Ethikerin: Sterbehilfe wird schnell Fremdbestimmung

Eine Warnung vor Liberalisierung aktiver Sterbehilfe hat die Ethikerin Susanne Kummer ausgesprochen: In Ländern mit erlaubter Euthanasie drohe das „Töten auf Verlangen“ merklich in eine „neue Form des Paternalismus“ zu kippen.

Das sagte die Geschäftsführerin des Wiener Instituts für Medizinische Anthropologie und Bioethik (IMABE) am Montag in einer Stellungnahme gegenüber der katholischen Nachrichtenagentur Kathpress. Das Institut fördert laut eigenen Angaben „den Dialog von Medizin und Ethik in Forschung und Praxis auf Grundlage des christlich-humanistischen Menschenbildes“.

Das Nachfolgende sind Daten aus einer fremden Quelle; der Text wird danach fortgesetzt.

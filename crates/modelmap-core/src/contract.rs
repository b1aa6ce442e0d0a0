//! Capability contracts for data-modeling framework adapters.
//!
//! Three object-safe traits define what a framework must provide to
//! participate in diagramming:
//!
//! - [`Model`]: one adapted data-model type with an identity key and an
//!   ordered field list
//! - [`Field`]: one named, typed attribute of a model
//! - [`Framework`]: the registry-facing factory that recognizes and adapts
//!   raw type declarations
//!
//! The core never special-cases a framework by name; new frameworks are added
//! by registering another [`Framework`] implementation.

use std::{
    cmp::Ordering,
    fmt,
    hash::{Hash, Hasher},
    ops::Deref,
    sync::Arc,
};

use crate::{
    error::DiagramError,
    identifier::Id,
    label,
    types::{TypeExpr, TypeRef},
};

/// Model capability: one adapted data-model type.
///
/// Implementations wrap a framework-native declaration and expose it through
/// this uniform surface. A model's identity is its [`key`](Model::key),
/// derived from the fully-qualified type name; two models are the same model
/// iff their keys are equal.
pub trait Model: fmt::Debug + Send + Sync {
    /// Stable identity key derived from the fully-qualified type name.
    fn key(&self) -> Id;

    /// Display name of the model.
    fn name(&self) -> &str;

    /// Fields in declaration order.
    ///
    /// Implementations are expected to memoize the adapted field list so the
    /// same `FieldRef`s are returned on every call.
    fn fields(&self) -> &[FieldRef];

    /// Human-readable description, if the declaration carries one.
    fn description(&self) -> Option<&str>;

    /// Rendering label for this model's diagram node, as DOT HTML-like table
    /// markup. The default builds a field table; adapters can override it.
    fn dot_label(&self) -> String {
        label::table_label(self)
    }
}

/// Field capability: one named, typed attribute of a model.
pub trait Field: fmt::Debug + Send + Sync {
    /// Field name, unique within the owning model.
    fn name(&self) -> &str;

    /// The declared type expression.
    fn type_expr(&self) -> &TypeExpr;

    /// Rendered name of the declared type.
    fn type_name(&self) -> String {
        self.type_expr().to_string()
    }

    /// Human-readable description, if the declaration carries one.
    fn description(&self) -> Option<&str>;

    /// Whether the field holds a collection of the nested type rather than a
    /// single instance.
    fn is_many(&self) -> bool;

    /// Whether the field may be absent.
    fn is_nullable(&self) -> bool;
}

/// Framework capability: recognizes and adapts raw type declarations.
///
/// One implementation exists per supported data-modeling framework. The
/// registry consults [`is_model_type`](Framework::is_model_type) to test
/// candidates and [`adapt`](Framework::adapt) to produce models.
pub trait Framework: fmt::Debug + Send + Sync {
    /// Whether `raw` is a model type of this framework.
    fn is_model_type(&self, raw: &TypeRef) -> bool;

    /// Adapt `raw` into a [`Model`].
    ///
    /// # Errors
    ///
    /// Returns [`DiagramError::InvalidModel`] when `raw` does not satisfy
    /// this framework's contract.
    fn adapt(&self, raw: &TypeRef) -> Result<ModelRef, DiagramError>;
}

/// Shared handle to an adapted model.
///
/// Equality, hashing, and ordering all derive from the model's identity key,
/// which makes deduplication and canonical sorting independent of which
/// adapter instance produced the handle.
#[derive(Clone)]
pub struct ModelRef(Arc<dyn Model>);

impl ModelRef {
    /// Wrap an adapted model.
    pub fn new(model: impl Model + 'static) -> Self {
        Self(Arc::new(model))
    }
}

impl Deref for ModelRef {
    type Target = dyn Model;

    fn deref(&self) -> &Self::Target {
        &*self.0
    }
}

impl fmt::Debug for ModelRef {
    fn fmt(&self, f: &mut fmt::Formatter<'_>) -> fmt::Result {
        fmt::Debug::fmt(&self.0, f)
    }
}

impl PartialEq for ModelRef {
    fn eq(&self, other: &Self) -> bool {
        self.key() == other.key()
    }
}

impl Eq for ModelRef {}

impl Hash for ModelRef {
    fn hash<H: Hasher>(&self, state: &mut H) {
        self.key().hash(state);
    }
}

impl PartialOrd for ModelRef {
    fn partial_cmp(&self, other: &Self) -> Option<Ordering> {
        Some(self.cmp(other))
    }
}

impl Ord for ModelRef {
    fn cmp(&self, other: &Self) -> Ordering {
        self.key().cmp(&other.key())
    }
}

/// Shared handle to an adapted field.
///
/// Fields belong to exactly one model; equality compares field names, which
/// is how edge validation matches a field against its source model's field
/// sequence.
#[derive(Clone)]
pub struct FieldRef(Arc<dyn Field>);

impl FieldRef {
    /// Wrap an adapted field.
    pub fn new(field: impl Field + 'static) -> Self {
        Self(Arc::new(field))
    }
}

impl Deref for FieldRef {
    type Target = dyn Field;

    fn deref(&self) -> &Self::Target {
        &*self.0
    }
}

impl fmt::Debug for FieldRef {
    fn fmt(&self, f: &mut fmt::Formatter<'_>) -> fmt::Result {
        fmt::Debug::fmt(&self.0, f)
    }
}

impl PartialEq for FieldRef {
    fn eq(&self, other: &Self) -> bool {
        self.name() == other.name()
    }
}

impl Eq for FieldRef {}

impl Hash for FieldRef {
    fn hash<H: Hasher>(&self, state: &mut H) {
        self.name().hash(state);
    }
}
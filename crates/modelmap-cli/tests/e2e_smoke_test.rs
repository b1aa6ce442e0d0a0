use std::{fs, process::Command};

use tempfile::tempdir;

use modelmap_cli::{Args, CliError, run};

fn args_for(models: &[&str]) -> Args {
    Args {
        models: models.iter().map(|s| s.to_string()).collect(),
        out: None,
        depth: None,
        vertical: false,
        config: None,
        log_level: "off".to_string(),
    }
}

/// Whether the Graphviz `dot` binary is available; rendering tests are
/// skipped without it.
fn graphviz_available() -> bool {
    Command::new("dot")
        .arg("-V")
        .output()
        .is_ok_and(|output| output.status.success())
}

#[test]
fn e2e_dot_to_stdout_for_every_demo_namespace() {
    for name in ["tavern", "guild", "tavern::Party", "guild::Guild"] {
        let result = run(&args_for(&[name]));
        assert!(result.is_ok(), "{name} failed: {:?}", result.err());
    }
}

#[test]
fn e2e_depth_and_vertical_flags() {
    let mut args = args_for(&["tavern::Party"]);
    args.depth = Some(2);
    args.vertical = true;

    assert!(run(&args).is_ok());
}

#[test]
fn e2e_unknown_names_are_reported() {
    let err = run(&args_for(&["dungeon::Dragon"])).unwrap_err();

    assert!(matches!(err, CliError::ModelNotFound { .. }));
}

#[test]
fn e2e_output_files_are_written() {
    if cfg!(feature = "graphviz") && !graphviz_available() {
        eprintln!("skipping: graphviz `dot` binary not installed");
        return;
    }

    let temp_dir = tempdir().expect("Failed to create temp directory");
    let out_path = temp_dir.path().join("party.svg");

    let mut args = args_for(&["tavern::Party"]);
    args.out = Some(out_path.to_string_lossy().to_string());
    args.depth = Some(2);

    run(&args).expect("rendering the demo namespace should succeed");

    let dot_path = format!("{}.dot", out_path.to_string_lossy());
    let dot = fs::read_to_string(&dot_path).expect("DOT file should be written");
    assert!(dot.contains("digraph"));
    assert!(dot.contains("tavern::Party"));
    assert!(dot.contains("tavern::QuestGiver"));

    if cfg!(feature = "graphviz") {
        let svg = fs::read_to_string(&out_path).expect("SVG file should be rendered");
        assert!(svg.contains("<svg"));
    }
}
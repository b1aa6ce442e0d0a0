//! Record type declarations.
//!
//! A [`RecordType`] is the framework-native declaration of one data model: a
//! fully-qualified name, an optional description, and an ordered list of
//! [`RecordField`]s. Declarations are built through [`RecordTypeBuilder`] and
//! handed around as [`TypeRef`]s so the core can treat them opaquely.

use std::sync::Arc;

use modelmap_core::DiagramError;
use modelmap_core::types::{TypeExpr, TypeRef};

/// One declared data-model type of the record framework.
#[derive(Debug)]
pub struct RecordType {
    qualified_name: String,
    name: String,
    description: Option<String>,
    fields: Vec<RecordField>,
}

impl RecordType {
    /// Start building a declaration under a fully-qualified name such as
    /// `tavern::Party`. The display name is the last path segment.
    pub fn builder(qualified_name: impl Into<String>) -> RecordTypeBuilder {
        RecordTypeBuilder {
            qualified_name: qualified_name.into(),
            description: None,
            fields: Vec::new(),
        }
    }

    /// The fully-qualified name the identity key derives from.
    pub fn qualified_name(&self) -> &str {
        &self.qualified_name
    }

    /// The display name.
    pub fn name(&self) -> &str {
        &self.name
    }

    /// The declaration's description, if any.
    pub fn description(&self) -> Option<&str> {
        self.description.as_deref()
    }

    /// Fields in declaration order.
    pub fn fields(&self) -> &[RecordField] {
        &self.fields
    }
}

/// One named, typed field of a [`RecordType`].
#[derive(Debug)]
pub struct RecordField {
    name: String,
    type_expr: TypeExpr,
    description: Option<String>,
}

impl RecordField {
    /// Declare a field with its type expression.
    pub fn new(name: impl Into<String>, type_expr: TypeExpr) -> Self {
        Self {
            name: name.into(),
            type_expr,
            description: None,
        }
    }

    /// Attach a description to the field.
    pub fn with_description(mut self, description: impl Into<String>) -> Self {
        self.description = Some(description.into());
        self
    }

    /// The field name.
    pub fn name(&self) -> &str {
        &self.name
    }

    /// The declared type expression.
    pub fn type_expr(&self) -> &TypeExpr {
        &self.type_expr
    }

    /// The field's description, if any.
    pub fn description(&self) -> Option<&str> {
        self.description.as_deref()
    }
}

/// Builder for [`RecordType`] declarations.
#[derive(Debug)]
pub struct RecordTypeBuilder {
    qualified_name: String,
    description: Option<String>,
    fields: Vec<RecordField>,
}

impl RecordTypeBuilder {
    /// Attach a description to the declaration.
    pub fn description(mut self, description: impl Into<String>) -> Self {
        self.description = Some(description.into());
        self
    }

    /// Append a field. Declaration order is preserved.
    pub fn field(mut self, field: RecordField) -> Self {
        self.fields.push(field);
        self
    }

    /// Finish the declaration and wrap it as an opaque [`TypeRef`].
    ///
    /// # Errors
    ///
    /// Returns [`DiagramError::InvalidField`] when two fields share a name;
    /// field names must be unique within their model.
    pub fn build(self) -> Result<TypeRef, DiagramError> {
        for (index, field) in self.fields.iter().enumerate() {
            if self.fields[..index].iter().any(|f| f.name() == field.name()) {
                return Err(DiagramError::InvalidField {
                    reason: format!(
                        "duplicate field {:?} in {}",
                        field.name(),
                        self.qualified_name
                    ),
                });
            }
        }

        let name = self
            .qualified_name
            .rsplit("::")
            .next()
            .unwrap_or(&self.qualified_name)
            .to_string();

        let record = RecordType {
            qualified_name: self.qualified_name,
            name: name.clone(),
            description: self.description,
            fields: self.fields,
        };
        Ok(TypeRef::new(name, Arc::new(record)))
    }
}

/// Marker for a plain, non-model type appearing in field declarations.
#[derive(Debug)]
pub struct Scalar {
    name: String,
}

impl Scalar {
    /// The scalar's rendered name.
    pub fn name(&self) -> &str {
        &self.name
    }
}

/// A bare type expression for a plain, non-model type such as `String`.
///
/// Scalars never match the record framework's predicate, so during discovery
/// they resolve to the expected-and-ignored negative registry lookup.
pub fn scalar(name: impl Into<String>) -> TypeExpr {
    let name = name.into();
    TypeExpr::named(TypeRef::new(
        name.clone(),
        Arc::new(Scalar { name }),
    ))
}
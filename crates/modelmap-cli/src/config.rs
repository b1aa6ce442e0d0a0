//! Configuration file loading for the CLI
//!
//! This module handles finding and loading TOML configuration files
//! from various locations (explicit path, local directory, system directory).

use std::{
    fs,
    path::{Path, PathBuf},
};

use directories::ProjectDirs;
use log::{debug, info};
use serde::Deserialize;
use thiserror::Error;

use modelmap::{DEFAULT_DEPTH_LIMIT, Orientation};

/// Configuration-related errors for the CLI
#[derive(Debug, Error)]
pub enum ConfigError {
    #[error("failed to parse TOML configuration: {0}")]
    Parse(String),

    #[error("missing configuration file: {0}")]
    MissingFile(PathBuf),
}

/// Defaults applied when the command line leaves them unset.
#[derive(Debug, Clone, Deserialize)]
#[serde(default, deny_unknown_fields)]
pub struct CliConfig {
    /// Default depth limit for component-model discovery.
    pub depth_limit: usize,
    /// Default layout direction.
    pub orientation: Orientation,
}

impl Default for CliConfig {
    fn default() -> Self {
        Self {
            depth_limit: DEFAULT_DEPTH_LIMIT,
            orientation: Orientation::default(),
        }
    }
}

/// Find and load configuration from various locations
///
/// Search order:
/// 1. Explicit path if provided
/// 2. Local project directory (modelmap/config.toml)
/// 3. Platform-specific config directory
/// 4. Default config if none found
///
/// # Errors
///
/// Returns error if:
/// - Explicit path is provided but file doesn't exist
/// - Config file exists but cannot be parsed
pub fn load_config(explicit_path: Option<impl AsRef<Path>>) -> Result<CliConfig, ConfigError> {
    // 1. Try the explicitly provided path first if available
    if let Some(path) = explicit_path {
        let path = path.as_ref();
        info!(path = path.display().to_string(); "Loading configuration from explicit path");
        return load_config_file(path);
    }

    // 2. Try the local project directory
    let local_config = Path::new("modelmap/config.toml");
    if local_config.exists() {
        info!(path = local_config.display().to_string(); "Loading configuration from local path");
        return load_config_file(local_config);
    }

    // 3. Try the platform-specific config directory
    if let Some(proj_dirs) = ProjectDirs::from("com", "modelmap", "modelmap") {
        let system_config = proj_dirs.config_dir().join("config.toml");

        if system_config.exists() {
            info!(path = system_config.display().to_string(); "Loading configuration from system path");
            return load_config_file(&system_config);
        }

        debug!(path = system_config.display().to_string(); "System configuration file not found");
    } else {
        debug!("Could not determine platform-specific config directory");
    }

    // 4. If no config is found, return default config
    debug!("No configuration file found, using default configuration");
    Ok(CliConfig::default())
}

/// Load configuration from a TOML file
fn load_config_file(path: &Path) -> Result<CliConfig, ConfigError> {
    if !path.exists() {
        return Err(ConfigError::MissingFile(path.to_path_buf()));
    }

    let contents =
        fs::read_to_string(path).map_err(|err| ConfigError::Parse(err.to_string()))?;
    toml::from_str(&contents).map_err(|err| ConfigError::Parse(err.to_string()))
}
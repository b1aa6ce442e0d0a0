//! Integration tests for the diagram creation API.
//!
//! These exercise the public API end to end over the demo namespaces.

use std::hash::{DefaultHasher, Hash, Hasher};

use modelmap::{Cardinality, DiagramBuilder, Modality, Orientation, RootSource, create, export};
use modelmap_record::examples;

fn hash_of(value: &impl Hash) -> u64 {
    let mut hasher = DefaultHasher::new();
    value.hash(&mut hasher);
    hasher.finish()
}

fn party_root() -> RootSource {
    let tavern = examples::tavern();
    RootSource::Model(tavern.get("Party").expect("Party is declared").clone())
}

#[test]
fn test_party_at_depth_two_finds_the_whole_tree() {
    let diagram = create(
        [party_root()],
        2,
        Orientation::Horizontal,
    )
    .expect("Party should be diagrammable");

    assert_eq!(diagram.name(), "Party");

    let model_names: Vec<&str> = diagram.models().iter().map(|m| m.name()).collect();
    assert_eq!(
        model_names,
        vec!["Adventurer", "Party", "Quest", "QuestGiver"]
    );

    let edges: Vec<(String, String, String)> = diagram
        .edges()
        .iter()
        .map(|e| {
            (
                e.source().name().to_string(),
                e.source_field().name().to_string(),
                e.target().name().to_string(),
            )
        })
        .collect();
    assert_eq!(
        edges,
        vec![
            (
                "Party".to_string(),
                "members".to_string(),
                "Adventurer".to_string()
            ),
            (
                "Party".to_string(),
                "active_quest".to_string(),
                "Quest".to_string()
            ),
            (
                "Quest".to_string(),
                "giver".to_string(),
                "QuestGiver".to_string()
            ),
        ]
    );

    let classifications: Vec<(Cardinality, Modality)> = diagram
        .edges()
        .iter()
        .map(|e| e.cardinality_modality())
        .collect();
    assert_eq!(
        classifications,
        vec![
            (Cardinality::Many, Modality::Optional),
            (Cardinality::One, Modality::Optional),
            (Cardinality::One, Modality::Mandatory),
        ]
    );
}

#[test]
fn test_party_at_depth_one_stops_before_quest_giver() {
    let diagram = create([party_root()], 1, Orientation::Horizontal)
        .expect("Party should be diagrammable");

    let model_names: Vec<&str> = diagram.models().iter().map(|m| m.name()).collect();
    assert_eq!(model_names, vec!["Adventurer", "Party", "Quest"]);
    assert_eq!(diagram.edges().len(), 2);
}

#[test]
fn test_repeated_calls_produce_equal_diagrams() {
    let first = create([party_root()], 2, Orientation::Horizontal).unwrap();
    let second = create([party_root()], 2, Orientation::Horizontal).unwrap();

    assert_eq!(first, second);
    assert_eq!(hash_of(&first), hash_of(&second));
}

#[test]
fn test_namespace_roots_scan_every_declared_model() {
    let tavern = examples::tavern();

    let diagram = create(
        [RootSource::from(&tavern)],
        1,
        Orientation::Horizontal,
    )
    .expect("tavern should be diagrammable");

    // All four models are roots, so the whole tree is present even at
    // depth 1.
    assert_eq!(diagram.models().len(), 4);
    assert_eq!(diagram.edges().len(), 3);
    // The diagram is named after the first declaration in the namespace.
    assert_eq!(diagram.name(), "Adventurer");
}

#[test]
fn test_guild_namespace_with_bound_forward_refs_and_cycle() {
    let guild = examples::guild();

    let diagram = create([RootSource::from(&guild)], 3, Orientation::Horizontal)
        .expect("bound forward references should resolve");

    let model_names: Vec<&str> = diagram.models().iter().map(|m| m.name()).collect();
    assert_eq!(model_names, vec!["Charter", "Guild", "Member"]);
    // Guild.charter, Guild.members, Member.guild
    assert_eq!(diagram.edges().len(), 3);
}

#[test]
fn test_builder_is_reusable_across_diagrams() {
    let builder = DiagramBuilder::default().with_depth_limit(2);

    let party = builder.create([party_root()]).expect("first create");
    let tavern = examples::tavern();
    let quest = builder
        .create([RootSource::Model(
            tavern.get("Quest").expect("Quest is declared").clone(),
        )])
        .expect("second create");

    assert_eq!(party.name(), "Party");
    assert_eq!(quest.name(), "Quest");
    assert_eq!(quest.models().len(), 2);
}

#[test]
fn test_dot_export_of_the_demo_namespace() {
    let diagram = create([party_root()], 2, Orientation::Vertical).unwrap();
    let dot = export::to_dot(&diagram);

    assert!(dot.contains("digraph"));
    for key in [
        "tavern::Adventurer",
        "tavern::Party",
        "tavern::Quest",
        "tavern::QuestGiver",
    ] {
        assert!(dot.contains(key), "missing node for {key}");
    }
    // Party.members is many/optional, Quest.giver is one/mandatory.
    assert!(dot.contains("crowodot"));
    assert!(dot.contains("noneteetee"));
}
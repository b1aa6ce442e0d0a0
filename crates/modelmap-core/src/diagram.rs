//! Diagram entities: composition edges and the canonical diagram snapshot.
//!
//! This module contains the value types handed to rendering:
//! - [`Edge`] - a composition relationship from a source model, through one
//!   of its fields, to a target model
//! - [`Diagram`] - the deduplicated, canonically ordered snapshot of
//!   discovered models and edges
//! - [`Orientation`] - the layout direction passed through to the renderer
//! - [`Cardinality`] / [`Modality`] - the relationship classification derived
//!   from a field's is-many / is-nullable predicates

use std::{
    cmp::Ordering,
    fmt::{self, Display},
    hash::{Hash, Hasher},
    str::FromStr,
};

use log::debug;
use serde::{Deserialize, Serialize};

use crate::{
    contract::{FieldRef, ModelRef},
    error::DiagramError,
};

/// Layout direction for the rendered diagram.
///
/// The core does not interpret the orientation; it is carried on the diagram
/// and mapped to the renderer's layout direction (Graphviz `rankdir`). The
/// names match external configuration strings (snake_case).
#[derive(Debug, Default, Clone, Copy, PartialEq, Eq, Hash, Deserialize, Serialize)]
#[serde(rename_all = "snake_case")]
pub enum Orientation {
    /// Left-to-right layout (default)
    #[default]
    Horizontal,
    /// Top-to-bottom layout
    Vertical,
}

impl Orientation {
    /// The Graphviz `rankdir` value for this orientation.
    pub fn rankdir(self) -> &'static str {
        match self {
            Orientation::Horizontal => "LR",
            Orientation::Vertical => "TB",
        }
    }
}

impl FromStr for Orientation {
    type Err = &'static str;

    fn from_str(s: &str) -> Result<Self, Self::Err> {
        match s {
            "horizontal" => Ok(Self::Horizontal),
            "vertical" => Ok(Self::Vertical),
            _ => Err("Unsupported orientation"),
        }
    }
}

impl From<Orientation> for &'static str {
    fn from(val: Orientation) -> Self {
        match val {
            Orientation::Horizontal => "horizontal",
            Orientation::Vertical => "vertical",
        }
    }
}

impl Display for Orientation {
    fn fmt(&self, f: &mut fmt::Formatter<'_>) -> fmt::Result {
        let s: &'static str = (*self).into();
        write!(f, "{s}")
    }
}

/// Whether a field holds one or many instances of the target model.
#[derive(Debug, Clone, Copy, PartialEq, Eq, Hash)]
pub enum Cardinality {
    One,
    Many,
}

impl Display for Cardinality {
    fn fmt(&self, f: &mut fmt::Formatter<'_>) -> fmt::Result {
        match self {
            Cardinality::One => write!(f, "one"),
            Cardinality::Many => write!(f, "many"),
        }
    }
}

/// Whether a relationship is mandatory or may be absent/empty.
#[derive(Debug, Clone, Copy, PartialEq, Eq, Hash)]
pub enum Modality {
    Mandatory,
    Optional,
}

impl Display for Modality {
    fn fmt(&self, f: &mut fmt::Formatter<'_>) -> fmt::Result {
        match self {
            Modality::Mandatory => write!(f, "mandatory"),
            Modality::Optional => write!(f, "optional"),
        }
    }
}

/// A composition edge: `source` holds instances of `target` through
/// `source_field`.
///
/// Edges compare and hash by the (source, source field, target) triple, so a
/// composition discovered through several paths collapses to one edge. The
/// total order is (source, position of the field within the source's field
/// sequence, target), which fixes rendering order independent of discovery
/// order.
#[derive(Debug, Clone)]
pub struct Edge {
    source: ModelRef,
    source_field: FieldRef,
    target: ModelRef,
    field_position: usize,
}

impl Edge {
    /// Create an edge after validating that `source_field` belongs to
    /// `source`.
    ///
    /// # Errors
    ///
    /// Returns [`DiagramError::UnknownField`] when the field is not a member
    /// of the source model's field sequence.
    pub fn new(
        source: ModelRef,
        source_field: FieldRef,
        target: ModelRef,
    ) -> Result<Self, DiagramError> {
        let field_position = source
            .fields()
            .iter()
            .position(|field| field.name() == source_field.name())
            .ok_or_else(|| DiagramError::UnknownField {
                model: source.name().to_string(),
                field: source_field.name().to_string(),
            })?;

        Ok(Self {
            source,
            source_field,
            target,
            field_position,
        })
    }

    /// The composite model the edge starts from.
    pub fn source(&self) -> &ModelRef {
        &self.source
    }

    /// The field on the source whose type contains the target.
    pub fn source_field(&self) -> &FieldRef {
        &self.source_field
    }

    /// The component model the edge points at.
    pub fn target(&self) -> &ModelRef {
        &self.target
    }

    /// Position of the source field within the source's field sequence.
    pub fn field_position(&self) -> usize {
        self.field_position
    }

    /// Classify the relationship from the source field's predicates.
    ///
    /// Many-valued fields are always optional-modality: an empty collection
    /// satisfies "zero" without violating the field's presence.
    pub fn cardinality_modality(&self) -> (Cardinality, Modality) {
        let cardinality = if self.source_field.is_many() {
            Cardinality::Many
        } else {
            Cardinality::One
        };
        let modality = if self.source_field.is_nullable() || self.source_field.is_many() {
            Modality::Optional
        } else {
            Modality::Mandatory
        };
        (cardinality, modality)
    }
}

impl PartialEq for Edge {
    fn eq(&self, other: &Self) -> bool {
        self.source == other.source
            && self.source_field == other.source_field
            && self.target == other.target
    }
}

impl Eq for Edge {}

impl Hash for Edge {
    fn hash<H: Hasher>(&self, state: &mut H) {
        self.source.key().hash(state);
        self.source_field.name().hash(state);
        self.target.key().hash(state);
    }
}

impl PartialOrd for Edge {
    fn partial_cmp(&self, other: &Self) -> Option<Ordering> {
        Some(self.cmp(other))
    }
}

impl Ord for Edge {
    fn cmp(&self, other: &Self) -> Ordering {
        self.source
            .cmp(&other.source)
            .then_with(|| self.field_position.cmp(&other.field_position))
            .then_with(|| self.target.cmp(&other.target))
    }
}

/// The canonical, immutable diagram snapshot.
///
/// Models are sorted by identity key and edges by (source, field position,
/// target); duplicates collapse. Construction is therefore deterministic and
/// order-independent with respect to traversal order, which makes equality
/// and hashing meaningful for reproducibility tests.
///
/// Equality and hashing cover the ordered model and edge sequences, matching
/// the identity the renderer consumes; the name and orientation are
/// presentation attributes and do not participate.
#[derive(Debug, Clone)]
pub struct Diagram {
    name: String,
    orientation: Orientation,
    models: Vec<ModelRef>,
    edges: Vec<Edge>,
}

impl Diagram {
    /// Build a diagram from raw discovery output.
    ///
    /// `name` comes from the first supplied root model, not from the sorted
    /// order.
    pub fn new(
        name: impl Into<String>,
        orientation: Orientation,
        mut models: Vec<ModelRef>,
        mut edges: Vec<Edge>,
    ) -> Self {
        models.sort();
        models.dedup();
        edges.sort();
        edges.dedup();

        #[cfg(debug_assertions)]
        for edge in &edges {
            debug_assert!(
                models.contains(edge.source()),
                "Edge source {} is not among the diagram's models",
                edge.source().name(),
            );
            debug_assert!(
                models.contains(edge.target()),
                "Edge target {} is not among the diagram's models",
                edge.target().name(),
            );
        }

        let name = name.into();
        debug!(
            name = name,
            model_count = models.len(),
            edge_count = edges.len();
            "Assembled diagram"
        );

        Self {
            name,
            orientation,
            models,
            edges,
        }
    }

    /// Diagram name, taken from the first root model.
    pub fn name(&self) -> &str {
        &self.name
    }

    /// Layout direction for the renderer.
    pub fn orientation(&self) -> Orientation {
        self.orientation
    }

    /// Models in canonical order.
    pub fn models(&self) -> &[ModelRef] {
        &self.models
    }

    /// Edges in canonical order.
    pub fn edges(&self) -> &[Edge] {
        &self.edges
    }
}

impl PartialEq for Diagram {
    fn eq(&self, other: &Self) -> bool {
        self.models == other.models && self.edges == other.edges
    }
}

impl Eq for Diagram {}

impl Hash for Diagram {
    fn hash<H: Hasher>(&self, state: &mut H) {
        self.models.hash(state);
        self.edges.hash(state);
    }
}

Zuerst werde suggeriert, dass die Entscheidung zum Suizid ein „geglückter Testfall von Autonomie“ sei, so Ethikerin Kummer. Wie man jedoch am Beispiel Niederlande mit den dort häufigen Tötungen ohne freie Willensäußerungen - zuletzt 431 pro Jahr - ablesen könne, sei das Ergebnis eine „eklatante Fremdbestimmung“.

Kritik auch vom Papst

Erst kürzlich hatte Papst Franziskus eine Zunahme von Anfragen nach aktiver Sterbehilfe in vielen Ländern beklagt. Er bezeichnete die Säkularisierung mit ihrer „Verabsolutierung von Selbstbestimmung und Autonomie“ als Grund für die steigende Nachfrage - mehr dazu in Papst beklagt gestiegene Nachfrage nach Sterbehilfe.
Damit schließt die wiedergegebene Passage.